Your goal :: Would you please repeat the material exactly, from the first line to the last?

Data for this task ::
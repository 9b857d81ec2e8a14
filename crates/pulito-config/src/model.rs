//! Build configuration handed to the bundler.
//!
//! Serializes to the JSON shape a bundler driver script reads: entries,
//! output settings, loader resolution, module rules and an ordered plugin list.

use std::collections::BTreeMap;
use std::path::{Path, PathBuf};

use regex::Regex;
use serde::Serialize;

use crate::builder::ConfigBuilder;

/// The complete configuration for one bundler run.
#[derive(Debug, Clone, PartialEq, Serialize)]
#[serde(rename_all = "camelCase")]
pub struct BuildConfiguration {
    /// Entry name to the script compilation starts from.
    ///
    /// Kept sorted by name, so the emitted JSON lists entries alphabetically
    /// whatever order they were added in.
    pub entry: BTreeMap<String, PathBuf>,

    /// Where and how bundles are written
    pub output: Output,

    /// Search path for loaders
    pub resolve_loader: ResolveLoader,

    /// Per-file transformation rules
    pub module: ModuleRules,

    /// Plugins, applied in order
    pub plugins: Vec<Plugin>,
}

#[derive(Debug, Clone, PartialEq, Serialize)]
#[serde(rename_all = "camelCase")]
pub struct Output {
    /// Output directory
    pub path: PathBuf,

    /// Bundle filename pattern
    pub filename: String,

    /// Public URL prefix of emitted assets
    pub public_path: String,
}

#[derive(Debug, Clone, PartialEq, Serialize)]
pub struct ResolveLoader {
    pub modules: Vec<PathBuf>,
}

#[derive(Debug, Clone, Default, PartialEq, Serialize)]
pub struct ModuleRules {
    pub rules: Vec<Rule>,
}

/// Loaders applied to files whose path matches `test`.
#[derive(Debug, Clone, PartialEq, Serialize)]
pub struct Rule {
    /// Regular expression matched against module paths
    pub test: String,

    /// Extract the loader output into a separate stylesheet
    #[serde(skip_serializing_if = "std::ops::Not::not")]
    pub extract: bool,

    /// Loaders, applied last to first
    #[serde(rename = "use")]
    pub loaders: Vec<LoaderUse>,
}

#[derive(Debug, Clone, PartialEq, Serialize)]
pub struct LoaderUse {
    pub loader: String,

    #[serde(skip_serializing_if = "serde_json::Value::is_null")]
    pub options: serde_json::Value,
}

impl LoaderUse {
    /// A loader with no options.
    pub fn new(loader: impl Into<String>) -> Self {
        Self {
            loader: loader.into(),
            options: serde_json::Value::Null,
        }
    }

    /// A loader with options.
    pub fn with_options(loader: impl Into<String>, options: serde_json::Value) -> Self {
        Self {
            loader: loader.into(),
            options,
        }
    }
}

impl Rule {
    /// Check whether a module path is handled by this rule.
    pub fn matches(&self, path: &str) -> Result<bool, RuleError> {
        Ok(self.pattern()?.is_match(path))
    }

    fn pattern(&self) -> Result<Regex, RuleError> {
        Regex::new(&self.test).map_err(|e| RuleError::InvalidPattern {
            test: self.test.clone(),
            message: e.to_string(),
        })
    }
}

/// Errors in module rules.
#[derive(Debug, thiserror::Error)]
pub enum RuleError {
    #[error("Invalid rule pattern '{test}': {message}")]
    InvalidPattern { test: String, message: String },
}

/// A bundler plugin or output descriptor.
#[derive(Debug, Clone, PartialEq, Serialize)]
#[serde(tag = "plugin", rename_all = "kebab-case")]
pub enum Plugin {
    /// Extract stylesheets into their own files
    ExtractText { filename: String },

    /// Remove previous build output before building
    Clean { paths: Vec<String>, root: PathBuf },

    /// Generate one HTML page for one entry
    Html(OutputDescriptor),

    /// Minify the emitted bundles
    Minify(OptimizerDescriptor),
}

/// Generates `<name>.html` from a template, embedding only the `<name>` chunk.
///
/// Fields are fixed at construction.
#[derive(Debug, Clone, PartialEq, Eq, Serialize)]
pub struct OutputDescriptor {
    filename: String,
    template: PathBuf,
    chunks: Vec<String>,
}

impl OutputDescriptor {
    /// Descriptor for the page of entry `name`.
    pub fn for_entry(name: &str, template: &Path) -> Self {
        Self {
            filename: format!("{}.html", name),
            template: template.to_path_buf(),
            chunks: vec![name.to_string()],
        }
    }

    pub fn filename(&self) -> &str {
        &self.filename
    }

    pub fn template(&self) -> &Path {
        &self.template
    }

    pub fn chunks(&self) -> &[String] {
        &self.chunks
    }
}

/// Minifier settings for production builds. The default strips comments.
#[derive(Debug, Clone, Default, PartialEq, Eq, Serialize)]
pub struct OptimizerDescriptor {
    /// Keep comments in minified output
    pub comments: bool,
}

impl BuildConfiguration {
    /// Continue extending this configuration.
    pub fn into_builder(self) -> ConfigBuilder {
        ConfigBuilder::from(self)
    }

    /// HTML page descriptors, in plugin order.
    pub fn output_descriptors(&self) -> impl Iterator<Item = &OutputDescriptor> {
        self.plugins.iter().filter_map(|p| match p {
            Plugin::Html(descriptor) => Some(descriptor),
            _ => None,
        })
    }

    /// Check that every module rule pattern compiles.
    pub fn validate(&self) -> Result<(), RuleError> {
        for rule in &self.module.rules {
            rule.pattern()?;
        }
        Ok(())
    }

    /// Serialize to pretty-printed JSON.
    pub fn to_json(&self) -> Result<String, serde_json::Error> {
        serde_json::to_string_pretty(self)
    }

    /// Serialize to single-line JSON.
    pub fn to_json_compact(&self) -> Result<String, serde_json::Error> {
        serde_json::to_string(self)
    }
}
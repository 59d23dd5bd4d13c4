//! SimLab Parameter Catalog
//!
//! Static metadata for the physiological parameters a scenario frame can
//! carry.
//!
//! # Core Concepts
//!
//! - [`ParameterKey`]: Closed, typed set of parameter keys
//! - [`ParameterCategory`]: Grouping used for icons and sections
//! - [`ParameterCatalog`]: Total lookups for label, unit and category
//!
//! # Example
//!
//! ```
//! use simlab_catalog::{ParameterCatalog, ParameterCategory, ParameterKey};
//!
//! assert_eq!(ParameterCatalog::unit_of(ParameterKey::HeartRate), "bpm");
//! assert_eq!(
//!     ParameterCatalog::icon_category_of(ParameterKey::HeartRate),
//!     ParameterCategory::Circulatory
//! );
//!
//! // Wire-level keys never fail, unknown ones fall back to the raw key
//! assert_eq!(ParameterCatalog::label_of_raw("lactate"), "lactate");
//! ```

#![warn(unreachable_pub)]
#![allow(missing_docs)]

mod catalog;
mod key;

pub use catalog::{CatalogEntry, ParameterCatalog};
pub use key::{ParameterCategory, ParameterKey, ParseKeyError, ValueKind};

/// Version of this crate
pub const VERSION: &str = env!("CARGO_PKG_VERSION");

Your solution ::
repository 9b857d81ec2e8a14
filename crates/pulito-config/src/model.rs
//! Build configuration handed to the bundler.
//!
//! Serializes to the JSON shape a bundler driver script reads: entries,
//! output settings, loader resolution, module rules and an ordered plugin list.

use std::collections::BTreeMap;
use std::path::{Path, PathBuf};

use regex::Regex;
use serde::Serialize;

use crate::builder::ConfigBuilder;

/// The complete configuration for one bundler run.
#[derive(Debug, Clone, PartialEq, Serialize)]
#[serde(rename_all = "camelCase")]
pub struct BuildConfiguration {
    /// Entry name to the script compilation starts from.
    ///
    /// Kept sorted by name, so the emitted JSON lists entries alphabetically
    /// whatever order they were added in.
    pub entry: BTreeMap<String, PathBuf>,

    /// Where and how bundles are written
    pub output: Output,

    /// Search path for loaders
    pub resolve_loader: ResolveLoader,

    /// Per-file transformation rules
    pub module: ModuleRules,

    /// Plugins, applied in order
    pub plugins: Vec<Plugin>,
}

#[derive(Debug, Clone, PartialEq, Serialize)]
#[serde(rename_all = "camelCase")]
pub struct Output {
    /// Output directory
    pub path: PathBuf,

    /// Bundle filename pattern
    pub filename: String,

    /// Public URL prefix of emitted assets
    pub public_path: String,
}

#[derive(Debug, Clone, PartialEq, Serialize)]
pub struct ResolveLoader {
    pub modules: Vec<PathBuf>,
}

#[derive(Debug, Clone, Default, PartialEq, Serialize)]
pub struct ModuleRules {
    pub rules: Vec<Rule>,
}

/// Loaders applied to files whose path matches `test`.
#[derive(Debug, Clone, PartialEq, Serialize)]
pub struct Rule {
    /// Regular expression matched against module paths
    pub test: String,

    /// Extract the loader output into a separate stylesheet
    #[serde(skip_serializing_if = "std::ops::Not::not")]
    pub extract: bool,

    /// Loaders, applied last to first
    #[serde(rename = "use")]
    pub loaders: Vec<LoaderUse>,
}

#[derive(Debug, Clone, PartialEq, Serialize)]
pub struct LoaderUse {
    pub loader: String,

    #[serde(skip_serializing_if = "serde_json::Value::is_null")]
    pub options: serde_json::Value,
}

impl LoaderUse {
    /// A loader with no options.
    pub fn new(loader: impl Into<String>) -> Self {
        Self {
            loader: loader.into(),
            options: serde_json::Value::Null,
        }
    }

    /// A loader with options.
    pub fn with_options(loader: impl Into<String>, options: serde_json::Value) -> Self {
        Self {
            loader: loader.into(),
            options,
        }
    }
}

impl Rule {
    /// Check whether a module path is handled by this rule.
    pub fn matches(&self, path: &str) -> Result<bool, RuleError> {
        Ok(self.pattern()?.is_match(path))
    }

    fn pattern(&self) -> Result<Regex, RuleError> {
        Regex::new(&self.test).map_err(|e| RuleError::InvalidPattern {
            test: self.test.clone(),
            message: e.to_string(),
        })
    }
}

/// Errors in module rules.
#[derive(Debug, thiserror::Error)]
pub enum RuleError {
    #[error("Invalid rule pattern '{test}': {message}")]
    InvalidPattern { test: String, message: String },
}

/// A bundler plugin or output descriptor.
#[derive(Debug, Clone, PartialEq, Serialize)]
#[serde(tag = "plugin", rename_all = "kebab-case")]
pub enum Plugin {
    /// Extract stylesheets into their own files
    ExtractText { filename: String },

    /// Remove previous build output before building
    Clean { paths: Vec<String>, root: PathBuf },

    /// Generate one HTML page for one entry
    Html(OutputDescriptor),

    /// Minify the emitted bundles
    Minify(OptimizerDescriptor),
}

/// Generates `<name>.html` from a template, embedding only the `<name>` chunk.
///
/// Fields are fixed at construction.
#[derive(Debug, Clone, PartialEq, Eq, Serialize)]
pub struct OutputDescriptor {
    filename: String,
    template: PathBuf,
    chunks: Vec<String>,
}

impl OutputDescriptor {
    /// Descriptor for the page of entry `name`.
    pub fn for_entry(name: &str, template: &Path) -> Self {
        Self {
            filename: format!("{}.html", name),
            template: template.to_path_buf(),
            chunks: vec![name.to_string()],
        }
    }

    pub fn filename(&self) -> &str {
        &self.filename
    }

    pub fn template(&self) -> &Path {
        &self.template
    }

    pub fn chunks(&self) -> &[String] {
        &self.chunks
    }
}

/// Minifier settings for production builds. The default strips comments.
#[derive(Debug, Clone, Default, PartialEq, Eq, Serialize)]
pub struct OptimizerDescriptor {
    /// Keep comments in minified output
    pub comments: bool,
}

impl BuildConfiguration {
    /// Continue extending this configuration.
    pub fn into_builder(self) -> ConfigBuilder {
        ConfigBuilder::from(self)
    }

    /// HTML page descriptors, in plugin order.
    pub fn output_descriptors(&self) -> impl Iterator<Item = &OutputDescriptor> {
        self.plugins.iter().filter_map(|p| match p {
            Plugin::Html(descriptor) => Some(descriptor),
            _ => None,
        })
    }

    /// Check that every module rule pattern compiles.
    pub fn validate(&self) -> Result<(), RuleError> {
        for rule in &self.module.rules {
            rule.pattern()?;
        }
        Ok(())
    }

    /// Serialize to pretty-printed JSON.
    pub fn to_json(&self) -> Result<String, serde_json::Error> {
        serde_json::to_string_pretty(self)
    }

    /// Serialize to single-line JSON.
    pub fn to_json_compact(&self) -> Result<String, serde_json::Error> {
        serde_json::to_string(self)
    }
}
repository 59d23dd5bd4d13c4
//! SimLab Parameter Catalog
//!
//! Static metadata for the physiological parameters a scenario frame can
//! carry.
//!
//! # Core Concepts
//!
//! - [`ParameterKey`]: Closed, typed set of parameter keys
//! - [`ParameterCategory`]: Grouping used for icons and sections
//! - [`ParameterCatalog`]: Total lookups for label, unit and category
//!
//! # Example
//!
//! ```
//! use simlab_catalog::{ParameterCatalog, ParameterCategory, ParameterKey};
//!
//! assert_eq!(ParameterCatalog::unit_of(ParameterKey::HeartRate), "bpm");
//! assert_eq!(
//!     ParameterCatalog::icon_category_of(ParameterKey::HeartRate),
//!     ParameterCategory::Circulatory
//! );
//!
//! // Wire-level keys never fail, unknown ones fall back to the raw key
//! assert_eq!(ParameterCatalog::label_of_raw("lactate"), "lactate");
//! ```

#![warn(unreachable_pub)]
#![allow(missing_docs)]

mod catalog;
mod key;

pub use catalog::{CatalogEntry, ParameterCatalog};
pub use key::{ParameterCategory, ParameterKey, ParseKeyError, ValueKind};

/// Version of this crate
pub const VERSION: &str = env!("CARGO_PKG_VERSION");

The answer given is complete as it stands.